Yes I was one of the ones that used a type 2 rear suspension in a sand rail. Two reasons, 1) I wanted to get rid of the old swing axle which had been run out of oil and was locked up and go to IRS. 2) I had a parts bus.
There are several advantages, 1) lower gearing for off road. 2) The Bus drum brakes are awesome on a light sand rail! 3) It's a self contained unit as in, it's a plug and play IRS conversion. Just weld it in and go. No messing around trying to get the rear wheels pointing the right direction.
Here is the BIG disadvantage. BFB is dead right about the ride quality! It is absolutely BRUTAL! The rear suspension rarely flexes at all. You can take the shocks off and throw them in the bush and it makes NO difference!
I have a stress fractured vertebra from driving it that my doctor tells me may never heal properly at my age (62 at the time) so I now live with back pain every day!
Remember that the VW Bus was rated by the factory at a 1 ton load capacity and we are using that suspension in a 800 pound Buggy?!! There is NO give! The only way I can use my Buggy is to run 11" wide ATV tires on the rear at 4 psi. The tires are really the only active suspension I have.
...and, I slow way down for the bumps!
Now I think you will go ahead and use it anyway so buy a kidney belt and a back brace and carry on. I see no reason you cannot suspend that type 1 engine from the original Bus transaxle mounts. Being off road though I would build a "U" shaped strap to go under the bell housing and tie it into the Buggy structure for additional support.
My 1600 engine has the universal replacement case so I used the Bus mustache bar and welded it to the engine cage.
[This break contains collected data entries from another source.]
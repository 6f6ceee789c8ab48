//! Sequence primitives: structure, selection, reordering, set operations.
//!
//! Most of these are type-preserving over text (see [`super::Seq`]): applied
//! to text they work on its symbols and yield text back.

use std::collections::HashSet;

use crate::error::Error;
use crate::list::List;
use crate::types::Type;
use crate::value::Value;

use super::compare::order_for_sort;
use super::{as_seq, str_of, to_vec};

/// Length of a sequence (or text).
pub fn length(v: &Value) -> crate::Result<Value> {
    match v {
        Value::Str(s) => Ok(Value::from(s.chars().count())),
        _ => Ok(Value::from(to_vec(v)?.len())),
    }
}

/// Reverses a sequence or text.
pub fn reverse(v: &Value) -> crate::Result<Value> {
    let s = as_seq(v)?;
    let mut items = s.values();
    items.reverse();
    Ok(s.rebuild(items))
}

/// Removes duplicate elements, keeping first occurrences.
pub fn uniquify(v: &Value) -> crate::Result<Value> {
    let s = as_seq(v)?;
    let mut seen = HashSet::new();
    let items: Vec<Value> = s
        .values()
        .into_iter()
        .filter(|x| seen.insert(x.clone()))
        .collect();
    Ok(s.rebuild(items))
}

/// Mask of first occurrences: 1 where an element is new, 0 otherwise.
pub fn nub_sieve(v: &Value) -> crate::Result<Value> {
    let mut seen = HashSet::new();
    let mask: Vec<Value> = to_vec(v)?
        .into_iter()
        .map(|x| Value::from(seen.insert(x)))
        .collect();
    Ok(Value::list(mask))
}

/// Deep-flattens nested sequences into one list.
pub fn flatten(v: &Value) -> crate::Result<Value> {
    fn walk(v: &Value, out: &mut Vec<Value>) {
        match v {
            Value::List(l) => {
                for item in l.materialize() {
                    walk(&item, out);
                }
            }
            Value::Pair(p) => {
                walk(&p.0, out);
                walk(&p.1, out);
            }
            other => out.push(other.clone()),
        }
    }
    let mut out = Vec::new();
    walk(v, &mut out);
    Ok(Value::list(out))
}

/// First element of a sequence.
pub fn head(v: &Value) -> crate::Result<Value> {
    let s = as_seq(v)?;
    s.values()
        .first()
        .cloned()
        .ok_or_else(|| Error::new(crate::ErrorKind::IndexOutOfBounds { index: 0, length: 0 }))
}

/// Last element of a sequence.
pub fn last(v: &Value) -> crate::Result<Value> {
    let s = as_seq(v)?;
    s.values()
        .last()
        .cloned()
        .ok_or_else(|| Error::new(crate::ErrorKind::IndexOutOfBounds { index: -1, length: 0 }))
}

/// Everything after the first element.
pub fn rest(v: &Value) -> crate::Result<Value> {
    let s = as_seq(v)?;
    let items = s.values();
    Ok(s.rebuild(items.into_iter().skip(1).collect()))
}

/// Everything before the last element.
pub fn init(v: &Value) -> crate::Result<Value> {
    let s = as_seq(v)?;
    let mut items = s.values();
    items.pop();
    Ok(s.rebuild(items))
}

/// Indexes into a sequence; negative indices count from the end.
///
/// Lazy sequences are accessed without materialization, which is what makes
/// bounded access into infinite streams terminate.
pub fn index(v: &Value, idx: &Value) -> crate::Result<Value> {
    let i = idx.expect_int()?;
    if let Value::List(List::Lazy(l)) = v {
        if i >= 0 {
            #[allow(clippy::cast_sign_loss)]
            return l.get(i as usize).ok_or_else(|| {
                Error::new(crate::ErrorKind::IndexOutOfBounds { index: i, length: 0 })
            });
        }
    }
    let items = to_vec(v)?;
    let len = items.len();
    if len == 0 {
        return Err(Error::new(crate::ErrorKind::IndexOutOfBounds { index: i, length: 0 }));
    }
    #[allow(clippy::cast_possible_wrap, clippy::cast_sign_loss)]
    let pos = (i.rem_euclid(len as i64)) as usize;
    Ok(items[pos].clone())
}

/// Zero-based index of the first occurrence, or -1.
pub fn find(haystack: &Value, needle: &Value) -> crate::Result<Value> {
    let items = to_vec(haystack)?;
    Ok(items
        .iter()
        .position(|x| super::compare::loose_eq(x, needle))
        .map_or(Value::Int(-1), Value::from))
}

/// Like [`find`], starting the search at `start`.
pub fn find_from(haystack: &Value, needle: &Value, start: &Value) -> crate::Result<Value> {
    let items = to_vec(haystack)?;
    let from = usize::try_from(start.expect_int()?.max(0)).unwrap_or(0);
    Ok(items
        .iter()
        .skip(from)
        .position(|x| super::compare::loose_eq(x, needle))
        .map_or(Value::Int(-1), |p| Value::from(p + from)))
}

/// Membership test; text containment for text haystacks.
pub fn contains(haystack: &Value, needle: &Value) -> crate::Result<Value> {
    match haystack {
        Value::Str(s) => Ok(Value::from(s.contains(str_of(needle).as_str()))),
        _ => {
            let items = to_vec(haystack)?;
            Ok(Value::from(
                items.iter().any(|x| super::compare::loose_eq(x, needle)),
            ))
        }
    }
}

/// Number of occurrences of `needle` in `haystack`.
pub fn count_occurrences(haystack: &Value, needle: &Value) -> crate::Result<Value> {
    match haystack {
        Value::Str(s) => {
            let pat = str_of(needle);
            if pat.is_empty() {
                return Ok(Value::Int(0));
            }
            Ok(Value::from(s.matches(pat.as_str()).count()))
        }
        _ => {
            let items = to_vec(haystack)?;
            Ok(Value::from(
                items
                    .iter()
                    .filter(|x| super::compare::loose_eq(x, needle))
                    .count(),
            ))
        }
    }
}

/// Removes every occurrence of `needle`.
pub fn remove_all(haystack: &Value, needle: &Value) -> crate::Result<Value> {
    match haystack {
        Value::Str(s) => Ok(Value::from(s.replace(str_of(needle).as_str(), ""))),
        _ => {
            let s = as_seq(haystack)?;
            let items: Vec<Value> = s
                .values()
                .into_iter()
                .filter(|x| !super::compare::loose_eq(x, needle))
                .collect();
            Ok(s.rebuild(items))
        }
    }
}

/// Prepends an element to a sequence.
pub fn prepend(seq: &Value, item: &Value) -> crate::Result<Value> {
    match seq {
        Value::Str(s) => Ok(Value::from(format!("{}{s}", str_of(item)))),
        _ => {
            let mut items = to_vec(seq)?;
            items.insert(0, item.clone());
            Ok(Value::list(items))
        }
    }
}

/// Joins two sequences (or texts) end to end.
pub fn join(lhs: &Value, rhs: &Value) -> crate::Result<Value> {
    match (lhs, rhs) {
        (Value::List(a), Value::List(b)) => {
            Ok(Value::List(List::Eager(a.materialize().concat(&b.materialize()))))
        }
        (Value::List(a), other) => {
            Ok(Value::List(List::Eager(a.materialize().push_back(other.clone()))))
        }
        (other, Value::List(b)) => {
            Ok(Value::List(List::Eager(b.materialize().push_front(other.clone()))))
        }
        (a, b) => Ok(Value::from(format!("{}{}", str_of(a), str_of(b)))),
    }
}
//! Parsed program form.
//!
//! The parser lowers raw tokens into elements, the interpreter's
//! instruction form. Lambda bodies are hoisted into a program-level lambda
//! table so function values are plain `(index, arity)` references.

use sigil_foundation::{DefinedFn, Value};

/// One executable unit of a parsed program.
#[derive(Clone, Debug, PartialEq)]
pub enum Element {
    /// Pushes a literal value.
    Literal(Value),
    /// Executes a command from the command table.
    Command(String),
    /// Pushes a function value referencing the lambda table.
    Lambda(DefinedFn),
    /// Applies a transformer to one or two grabbed function values.
    Transform {
        /// The transformer token.
        token: String,
        /// The grabbed function value(s), in source order.
        funcs: Vec<DefinedFn>,
    },
}

/// A lambda body in the lambda table.
#[derive(Clone, Debug, PartialEq)]
pub struct Lambda {
    /// The body's elements.
    pub elements: Vec<Element>,
    /// Declared operand count (defaults to 1).
    pub arity: u8,
    /// True for the one-element wrappers the parser creates around an
    /// element a transformer grabbed. Synthetic wrappers are not functions
    /// the program wrote: conditional application runs them inline on the
    /// caller's stack, and recursion resolution skips their frames.
    pub synthetic: bool,
}

/// A parsed program: top-level elements plus the lambda table they
/// reference.
#[derive(Clone, Debug, Default, PartialEq)]
pub struct Program {
    /// Top-level elements, in source order.
    pub elements: Vec<Element>,
    /// Lambda bodies, indexed by [`DefinedFn::index`].
    pub lambdas: Vec<Lambda>,
}
//! The `ø` namespace: text layout and codecs.

use sigil_foundation::{Error, Result, Type, Value, ops};

use crate::commands::CommandSet;

pub(crate) fn register(set: &mut CommandSet) -> Result<()> {
    // øo: remove occurrences until none remain (fixpoint removal).
    set.binary_ref("øo", |lhs, rhs| {
        ops::string::infinite_replace(lhs, rhs, &Value::from(""))
    })?;
    set.ternary_ref("øV", ops::string::infinite_replace)?;
    set.binary_ref("øp", ops::string::starts_with)?;
    set.binary_ref("øP", ops::string::pluralise)?;

    set.unary_ref("øĊ", ops::string::centre)?;
    set.unary_ref("øm", ops::seq::palindromise)?;
    set.unary_ref("øe", ops::string::run_length_encode)?;
    set.unary_ref("ød", ops::string::run_length_decode)?;
    set.unary_ref("øW", ops::string::split_on_words)?;

    set.unary_ref("øṁ", |v| ops::string::vertical_mirror(v, None))?;
    set.unary_ref("øṀ", ops::string::flip_brackets_vertical_mirror)?;
    // ø¦: vertical mirror with a custom symbol-swap table, given as a
    // two-element list of texts.
    set.binary_ref("ø¦", |lhs, rhs| {
        let mapping = ops::to_vec(rhs)?;
        let (Some(Value::Str(from)), Some(Value::Str(to))) =
            (mapping.first(), mapping.get(1))
        else {
            return Err(Error::type_mismatch(Type::Str, rhs.value_type()));
        };
        ops::string::vertical_mirror(lhs, Some((from.as_ref(), to.as_ref())))
    })?;

    Ok(())
}
//! Lexer for Sigil source.
//!
//! The lexer converts code-page text into a stream of raw tokens. It owns
//! the two-symbol prefix rule: a symbol in [`EXTENSION_PREFIXES`] always
//! consumes the following symbol to form one extended token, so downstream
//! layers never see partial or ambiguous tokens.

use sigil_foundation::{Error, Result};

use crate::token::{Token, TokenKind};

/// The extension-prefix symbols, each opening a named sub-namespace:
/// `∆` math/number theory, `ø` text, `Þ` lists/matrices, `¨` meta,
/// `k` the constant library.
pub const EXTENSION_PREFIXES: [char; 5] = ['∆', 'ø', 'Þ', '¨', 'k'];

/// Lexer for Sigil source code.
pub struct Lexer<'src> {
    /// Source text being tokenized.
    source: &'src str,
    /// Remaining source text.
    rest: &'src str,
    /// Current byte offset in source.
    position: usize,
}

impl<'src> Lexer<'src> {
    /// Creates a new lexer for the given source.
    #[must_use]
    pub fn new(source: &'src str) -> Self {
        Self {
            source,
            rest: source,
            position: 0,
        }
    }

    /// Tokenizes the entire source.
    ///
    /// # Errors
    ///
    /// Returns a parse error for an extension prefix with no following
    /// symbol.
    pub fn tokenize_all(source: &'src str) -> Result<Vec<Token>> {
        let mut lexer = Self::new(source);
        let mut tokens = Vec::new();
        loop {
            let token = lexer.next_token()?;
            if token.kind == TokenKind::Eof {
                break;
            }
            tokens.push(token);
        }
        Ok(tokens)
    }

    /// Returns the next token from the source.
    pub fn next_token(&mut self) -> Result<Token> {
        self.skip_separators();

        let start = self.position;
        let Some(c) = self.peek_char() else {
            return Ok(Token::new(TokenKind::Eof, start));
        };

        let kind = match c {
            '0'..='9' => self.scan_number(),
            '`' => self.scan_string(),
            '‛' => self.scan_two_symbol_string(),
            'λ' => {
                self.advance();
                TokenKind::LambdaOpen
            }
            ';' => {
                self.advance();
                TokenKind::LambdaClose
            }
            '|' => {
                self.advance();
                TokenKind::Bar
            }
            c if EXTENSION_PREFIXES.contains(&c) => {
                self.advance();
                let Some(second) = self.peek_char() else {
                    return Err(Error::parse(
                        format!("extension prefix {c:?} at end of input"),
                        start,
                    ));
                };
                self.advance();
                TokenKind::Glyph(format!("{c}{second}"))
            }
            c => {
                self.advance();
                TokenKind::Glyph(c.to_string())
            }
        };

        Ok(Token::new(kind, start))
    }

    // Space and newline separate adjacent tokens (most importantly, two
    // number literals) and are otherwise insignificant.
    fn skip_separators(&mut self) {
        while matches!(self.peek_char(), Some(' ' | '\n' | '\r')) {
            self.advance();
        }
    }

    fn scan_number(&mut self) -> TokenKind {
        let start = self.position;
        while matches!(self.peek_char(), Some('0'..='9')) {
            self.advance();
        }
        // A decimal point must be followed by digits to belong to the number.
        if self.peek_char() == Some('.')
            && matches!(self.peek_second(), Some('0'..='9'))
        {
            self.advance();
            while matches!(self.peek_char(), Some('0'..='9')) {
                self.advance();
            }
        }
        TokenKind::Number(self.source[start..self.position].to_string())
    }

    // Backtick-delimited, with `\`` and `\\` escapes. An unterminated
    // literal runs to end of input.
    fn scan_string(&mut self) -> TokenKind {
        self.advance(); // opening backtick
        let mut text = String::new();
        while let Some(c) = self.peek_char() {
            self.advance();
            match c {
                '`' => break,
                '\\' => match self.peek_char() {
                    Some(escaped @ ('`' | '\\')) => {
                        self.advance();
                        text.push(escaped);
                    }
                    _ => text.push('\\'),
                },
                c => text.push(c),
            }
        }
        TokenKind::Str(text)
    }

    // `‛` takes the next two symbols verbatim as a text literal.
    fn scan_two_symbol_string(&mut self) -> TokenKind {
        self.advance(); // ‛
        let mut text = String::new();
        for _ in 0..2 {
            if let Some(c) = self.peek_char() {
                self.advance();
                text.push(c);
            }
        }
        TokenKind::Str(text)
    }

    fn peek_char(&self) -> Option<char> {
        self.rest.chars().next()
    }

    fn peek_second(&self) -> Option<char> {
        let mut chars = self.rest.chars();
        chars.next();
        chars.next()
    }

    fn advance(&mut self) {
        if let Some(c) = self.peek_char() {
            let len = c.len_utf8();
            self.position += len;
            self.rest = &self.rest[len..];
        }
    }
}

#[cfg(test)]
mod tests {
    use super::*;

    fn kinds(source: &str) -> Vec<TokenKind> {
        Lexer::tokenize_all(source)
            .unwrap()
            .into_iter()
            .map(|t| t.kind)
            .collect()
    }

    #[test]
    fn numbers_and_commands() {
        assert_eq!(
            kinds("3 4+"),
            vec![
                TokenKind::Number("3".into()),
                TokenKind::Number("4".into()),
                TokenKind::Glyph("+".into()),
            ]
        );
    }

    #[test]
    fn decimal_numbers() {
        assert_eq!(kinds("1.5"), vec![TokenKind::Number("1.5".into())]);
        // A trailing dot is not part of the number.
        assert_eq!(
            kinds("1."),
            vec![TokenKind::Number("1".into()), TokenKind::Glyph(".".into())]
        );
    }

    #[test]
    fn extension_prefixes_take_two_symbols() {
        assert_eq!(
            kinds("∆S kA"),
            vec![
                TokenKind::Glyph("∆S".into()),
                TokenKind::Glyph("kA".into()),
            ]
        );
    }

    #[test]
    fn dangling_prefix_is_an_error() {
        assert!(Lexer::tokenize_all("∆").is_err());
    }

    #[test]
    fn string_literals() {
        assert_eq!(kinds("`ab`"), vec![TokenKind::Str("ab".into())]);
        assert_eq!(kinds("`a\\`b`"), vec![TokenKind::Str("a`b".into())]);
        // Unterminated literals run to end of input.
        assert_eq!(kinds("`ab"), vec![TokenKind::Str("ab".into())]);
        assert_eq!(kinds("‛hi"), vec![TokenKind::Str("hi".into())]);
    }

    #[test]
    fn lambda_delimiters() {
        assert_eq!(
            kinds("λ2|+;"),
            vec![
                TokenKind::LambdaOpen,
                TokenKind::Number("2".into()),
                TokenKind::Bar,
                TokenKind::Glyph("+".into()),
                TokenKind::LambdaClose,
            ]
        );
    }

    #[test]
    fn positions_are_byte_offsets() {
        let tokens = Lexer::tokenize_all("∆S+").unwrap();
        assert_eq!(tokens[0].position, 0);
        assert_eq!(tokens[1].position, "∆S".len());
    }
}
The only other mount is the stock rubber Bus mount on the front of the transaxle. Yes it is rubber mounted at the front and solid mounted at the rear with nothing in between. Been like that for 8 or so years now with no issues.
Oh! If you have false teeth I would take them out when driving the Buggy or they will rattle and folks will think the engine has a loose connecting rod!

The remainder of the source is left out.